=== Begin Enclosure ===

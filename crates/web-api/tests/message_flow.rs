mod support;

use reqwest::{Client, StatusCode};
use serde_json::{json, Value};

use support::spawn_app;

#[tokio::test]
async fn health_does_not_require_auth() {
    let app = spawn_app().await;
    let resp = Client::new().get(app.url("/health")).send().await.unwrap();
    assert_eq!(resp.status(), StatusCode::OK);
}

#[tokio::test]
async fn requests_without_valid_token_are_unauthorized() {
    let app = spawn_app().await;
    let client = Client::new();

    let resp = client
        .get(app.url("/api/v1/conversations"))
        .send()
        .await
        .unwrap();
    assert_eq!(resp.status(), StatusCode::UNAUTHORIZED);
    let body: Value = resp.json().await.unwrap();
    assert_eq!(body["code"], "MISSING_CREDENTIALS");

    let resp = client
        .get(app.url("/api/v1/conversations"))
        .bearer_auth("garbage")
        .send()
        .await
        .unwrap();
    assert_eq!(resp.status(), StatusCode::UNAUTHORIZED);
    let body: Value = resp.json().await.unwrap();
    assert_eq!(body["code"], "INVALID_TOKEN");
}

#[tokio::test]
async fn one_way_follow_conversation_flow() {
    let app = spawn_app().await;
    let client = Client::new();
    let alice = app.user("alice").await;
    let bob = app.user("bob").await;
    app.follow(&alice, &bob).await;
    let alice_token = app.token_for(&alice);
    let bob_token = app.token_for(&bob);

    // alice 关注了 bob，可以发送
    let resp = client
        .post(app.url("/api/v1/conversations/bob/messages"))
        .bearer_auth(&alice_token)
        .json(&json!({ "content": "  hi  " }))
        .send()
        .await
        .unwrap();
    assert_eq!(resp.status(), StatusCode::CREATED);
    let sent: Value = resp.json().await.unwrap();
    assert_eq!(sent["content"], "hi");
    assert_eq!(sent["fromMe"], true);
    assert_eq!(sent["read"], false);
    assert_eq!(sent["sender"], alice.id.to_string());

    // bob 的会话列表里有一条未读
    let conversations: Value = client
        .get(app.url("/api/v1/conversations"))
        .bearer_auth(&bob_token)
        .send()
        .await
        .unwrap()
        .json()
        .await
        .unwrap();
    assert_eq!(conversations[0]["partner"], "alice");
    assert_eq!(conversations[0]["displayName"], "alice");
    assert_eq!(conversations[0]["latestMessage"]["text"], "hi");
    assert_eq!(conversations[0]["unreadCount"], 1);

    // bob 没有关注 alice，不能回复
    let resp = client
        .post(app.url("/api/v1/conversations/alice/messages"))
        .bearer_auth(&bob_token)
        .json(&json!({ "content": "hello back" }))
        .send()
        .await
        .unwrap();
    assert_eq!(resp.status(), StatusCode::FORBIDDEN);

    // 但可以查看会话
    let page: Value = client
        .get(app.url("/api/v1/conversations/alice/messages"))
        .bearer_auth(&bob_token)
        .send()
        .await
        .unwrap()
        .json()
        .await
        .unwrap();
    assert_eq!(page["totalItems"], 1);
    assert_eq!(page["hasNext"], false);
    assert_eq!(page["items"][0]["fromMe"], false);
    assert_eq!(page["items"][0]["createdAt"], sent["createdAt"]);

    let resp = client
        .post(app.url("/api/v1/conversations/alice/read"))
        .bearer_auth(&bob_token)
        .send()
        .await
        .unwrap();
    assert_eq!(resp.status(), StatusCode::NO_CONTENT);

    let conversations: Value = client
        .get(app.url("/api/v1/conversations"))
        .bearer_auth(&bob_token)
        .send()
        .await
        .unwrap()
        .json()
        .await
        .unwrap();
    assert_eq!(conversations[0]["unreadCount"], 0);
}

#[tokio::test]
async fn validation_and_lookup_errors() {
    let app = spawn_app().await;
    let client = Client::new();
    let alice = app.user("alice").await;
    let bob = app.user("bob").await;
    let carol = app.user("carol").await;
    app.follow(&alice, &bob).await;
    let alice_token = app.token_for(&alice);

    let resp = client
        .post(app.url("/api/v1/conversations/bob/messages"))
        .bearer_auth(&alice_token)
        .json(&json!({ "content": "   " }))
        .send()
        .await
        .unwrap();
    assert_eq!(resp.status(), StatusCode::BAD_REQUEST);
    let body: Value = resp.json().await.unwrap();
    assert_eq!(body["code"], "INVALID_ARGUMENT");

    // 缺少 content 字段
    let resp = client
        .post(app.url("/api/v1/conversations/bob/messages"))
        .bearer_auth(&alice_token)
        .json(&json!({ "text": "hi" }))
        .send()
        .await
        .unwrap();
    assert_eq!(resp.status(), StatusCode::BAD_REQUEST);
    let body: Value = resp.json().await.unwrap();
    assert_eq!(body["code"], "INVALID_ARGUMENT");

    let resp = client
        .post(app.url("/api/v1/conversations/bob/messages"))
        .bearer_auth(&alice_token)
        .header("content-type", "application/json")
        .body("{not json")
        .send()
        .await
        .unwrap();
    assert_eq!(resp.status(), StatusCode::BAD_REQUEST);

    let resp = client
        .post(app.url("/api/v1/conversations/nobody/messages"))
        .bearer_auth(&alice_token)
        .json(&json!({ "content": "hello?" }))
        .send()
        .await
        .unwrap();
    assert_eq!(resp.status(), StatusCode::NOT_FOUND);

    // 双方互不关注，不可查看
    let resp = client
        .get(app.url(&format!(
            "/api/v1/conversations/{}/messages",
            carol.username
        )))
        .bearer_auth(&alice_token)
        .send()
        .await
        .unwrap();
    assert_eq!(resp.status(), StatusCode::FORBIDDEN);
    let body: Value = resp.json().await.unwrap();
    assert_eq!(body["code"], "VIEW_NOT_ALLOWED");
}

#[tokio::test]
async fn thread_pages_are_chronological() {
    let app = spawn_app().await;
    let client = Client::new();
    let alice = app.user("alice").await;
    let bob = app.user("bob").await;
    app.follow(&alice, &bob).await;
    let token = app.token_for(&alice);

    for i in 0..5 {
        client
            .post(app.url("/api/v1/conversations/bob/messages"))
            .bearer_auth(&token)
            .json(&json!({ "content": format!("m{i}") }))
            .send()
            .await
            .unwrap();
    }

    let page: Value = client
        .get(app.url("/api/v1/conversations/bob/messages?page=0&size=2"))
        .bearer_auth(&token)
        .send()
        .await
        .unwrap()
        .json()
        .await
        .unwrap();
    let texts: Vec<_> = page["items"]
        .as_array()
        .unwrap()
        .iter()
        .map(|m| m["content"].as_str().unwrap().to_string())
        .collect();
    assert_eq!(texts, vec!["m3", "m4"]);
    assert_eq!(page["page"], 0);
    assert_eq!(page["size"], 2);
    assert_eq!(page["totalItems"], 5);
    assert_eq!(page["hasNext"], true);

    let last: Value = client
        .get(app.url("/api/v1/conversations/bob/messages?page=2&size=2"))
        .bearer_auth(&token)
        .send()
        .await
        .unwrap()
        .json()
        .await
        .unwrap();
    assert_eq!(last["items"][0]["content"], "m0");
    assert_eq!(last["hasNext"], false);
}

=== End Enclosure ===

Transcribe each entry word for word.

Solved problem
filename crates/web-api/tests/message_flow.rs
mod support;

use reqwest::{Client, StatusCode};
use serde_json::{json, Value};

use support::spawn_app;

#[tokio::test]
async fn health_does_not_require_auth() {
    let app = spawn_app().await;
    let resp = Client::new().get(app.url("/health")).send().await.unwrap();
    assert_eq!(resp.status(), StatusCode::OK);
}

#[tokio::test]
async fn requests_without_valid_token_are_unauthorized() {
    let app = spawn_app().await;
    let client = Client::new();

    let resp = client
        .get(app.url("/api/v1/conversations"))
        .send()
        .await
        .unwrap();
    assert_eq!(resp.status(), StatusCode::UNAUTHORIZED);
    let body: Value = resp.json().await.unwrap();
    assert_eq!(body["code"], "MISSING_CREDENTIALS");

    let resp = client
        .get(app.url("/api/v1/conversations"))
        .bearer_auth("garbage")
        .send()
        .await
        .unwrap();
    assert_eq!(resp.status(), StatusCode::UNAUTHORIZED);
    let body: Value = resp.json().await.unwrap();
    assert_eq!(body["code"], "INVALID_TOKEN");
}

#[tokio::test]
async fn one_way_follow_conversation_flow() {
    let app = spawn_app().await;
    let client = Client::new();
    let alice = app.user("alice").await;
    let bob = app.user("bob").await;
    app.follow(&alice, &bob).await;
    let alice_token = app.token_for(&alice);
    let bob_token = app.token_for(&bob);

    // alice 关注了 bob，可以发送
    let resp = client
        .post(app.url("/api/v1/conversations/bob/messages"))
        .bearer_auth(&alice_token)
        .json(&json!({ "content": "  hi  " }))
        .send()
        .await
        .unwrap();
    assert_eq!(resp.status(), StatusCode::CREATED);
    let sent: Value = resp.json().await.unwrap();
    assert_eq!(sent["content"], "hi");
    assert_eq!(sent["fromMe"], true);
    assert_eq!(sent["read"], false);
    assert_eq!(sent["sender"], alice.id.to_string());

    // bob 的会话列表里有一条未读
    let conversations: Value = client
        .get(app.url("/api/v1/conversations"))
        .bearer_auth(&bob_token)
        .send()
        .await
        .unwrap()
        .json()
        .await
        .unwrap();
    assert_eq!(conversations[0]["partner"], "alice");
    assert_eq!(conversations[0]["displayName"], "alice");
    assert_eq!(conversations[0]["latestMessage"]["text"], "hi");
    assert_eq!(conversations[0]["unreadCount"], 1);

    // bob 没有关注 alice，不能回复
    let resp = client
        .post(app.url("/api/v1/conversations/alice/messages"))
        .bearer_auth(&bob_token)
        .json(&json!({ "content": "hello back" }))
        .send()
        .await
        .unwrap();
    assert_eq!(resp.status(), StatusCode::FORBIDDEN);

    // 但可以查看会话
    let page: Value = client
        .get(app.url("/api/v1/conversations/alice/messages"))
        .bearer_auth(&bob_token)
        .send()
        .await
        .unwrap()
        .json()
        .await
        .unwrap();
    assert_eq!(page["totalItems"], 1);
    assert_eq!(page["hasNext"], false);
    assert_eq!(page["items"][0]["fromMe"], false);
    assert_eq!(page["items"][0]["createdAt"], sent["createdAt"]);

    let resp = client
        .post(app.url("/api/v1/conversations/alice/read"))
        .bearer_auth(&bob_token)
        .send()
        .await
        .unwrap();
    assert_eq!(resp.status(), StatusCode::NO_CONTENT);

    let conversations: Value = client
        .get(app.url("/api/v1/conversations"))
        .bearer_auth(&bob_token)
        .send()
        .await
        .unwrap()
        .json()
        .await
        .unwrap();
    assert_eq!(conversations[0]["unreadCount"], 0);
}

#[tokio::test]
async fn validation_and_lookup_errors() {
    let app = spawn_app().await;
    let client = Client::new();
    let alice = app.user("alice").await;
    let bob = app.user("bob").await;
    let carol = app.user("carol").await;
    app.follow(&alice, &bob).await;
    let alice_token = app.token_for(&alice);

    let resp = client
        .post(app.url("/api/v1/conversations/bob/messages"))
        .bearer_auth(&alice_token)
        .json(&json!({ "content": "   " }))
        .send()
        .await
        .unwrap();
    assert_eq!(resp.status(), StatusCode::BAD_REQUEST);
    let body: Value = resp.json().await.unwrap();
    assert_eq!(body["code"], "INVALID_ARGUMENT");

    // 缺少 content 字段
    let resp = client
        .post(app.url("/api/v1/conversations/bob/messages"))
        .bearer_auth(&alice_token)
        .json(&json!({ "text": "hi" }))
        .send()
        .await
        .unwrap();
    assert_eq!(resp.status(), StatusCode::BAD_REQUEST);
    let body: Value = resp.json().await.unwrap();
    assert_eq!(body["code"], "INVALID_ARGUMENT");

    let resp = client
        .post(app.url("/api/v1/conversations/bob/messages"))
        .bearer_auth(&alice_token)
        .header("content-type", "application/json")
        .body("{not json")
        .send()
        .await
        .unwrap();
    assert_eq!(resp.status(), StatusCode::BAD_REQUEST);

    let resp = client
        .post(app.url("/api/v1/conversations/nobody/messages"))
        .bearer_auth(&alice_token)
        .json(&json!({ "content": "hello?" }))
        .send()
        .await
        .unwrap();
    assert_eq!(resp.status(), StatusCode::NOT_FOUND);

    // 双方互不关注，不可查看
    let resp = client
        .get(app.url(&format!(
            "/api/v1/conversations/{}/messages",
            carol.username
        )))
        .bearer_auth(&alice_token)
        .send()
        .await
        .unwrap();
    assert_eq!(resp.status(), StatusCode::FORBIDDEN);
    let body: Value = resp.json().await.unwrap();
    assert_eq!(body["code"], "VIEW_NOT_ALLOWED");
}

#[tokio::test]
async fn thread_pages_are_chronological() {
    let app = spawn_app().await;
    let client = Client::new();
    let alice = app.user("alice").await;
    let bob = app.user("bob").await;
    app.follow(&alice, &bob).await;
    let token = app.token_for(&alice);

    for i in 0..5 {
        client
            .post(app.url("/api/v1/conversations/bob/messages"))
            .bearer_auth(&token)
            .json(&json!({ "content": format!("m{i}") }))
            .send()
            .await
            .unwrap();
    }

    let page: Value = client
        .get(app.url("/api/v1/conversations/bob/messages?page=0&size=2"))
        .bearer_auth(&token)
        .send()
        .await
        .unwrap()
        .json()
        .await
        .unwrap();
    let texts: Vec<_> = page["items"]
        .as_array()
        .unwrap()
        .iter()
        .map(|m| m["content"].as_str().unwrap().to_string())
        .collect();
    assert_eq!(texts, vec!["m3", "m4"]);
    assert_eq!(page["page"], 0);
    assert_eq!(page["size"], 2);
    assert_eq!(page["totalItems"], 5);
    assert_eq!(page["hasNext"], true);

    let last: Value = client
        .get(app.url("/api/v1/conversations/bob/messages?page=2&size=2"))
        .bearer_auth(&token)
        .send()
        .await
        .unwrap()
        .json()
        .await
        .unwrap();
    assert_eq!(last["items"][0]["content"], "m0");
    assert_eq!(last["hasNext"], false);
}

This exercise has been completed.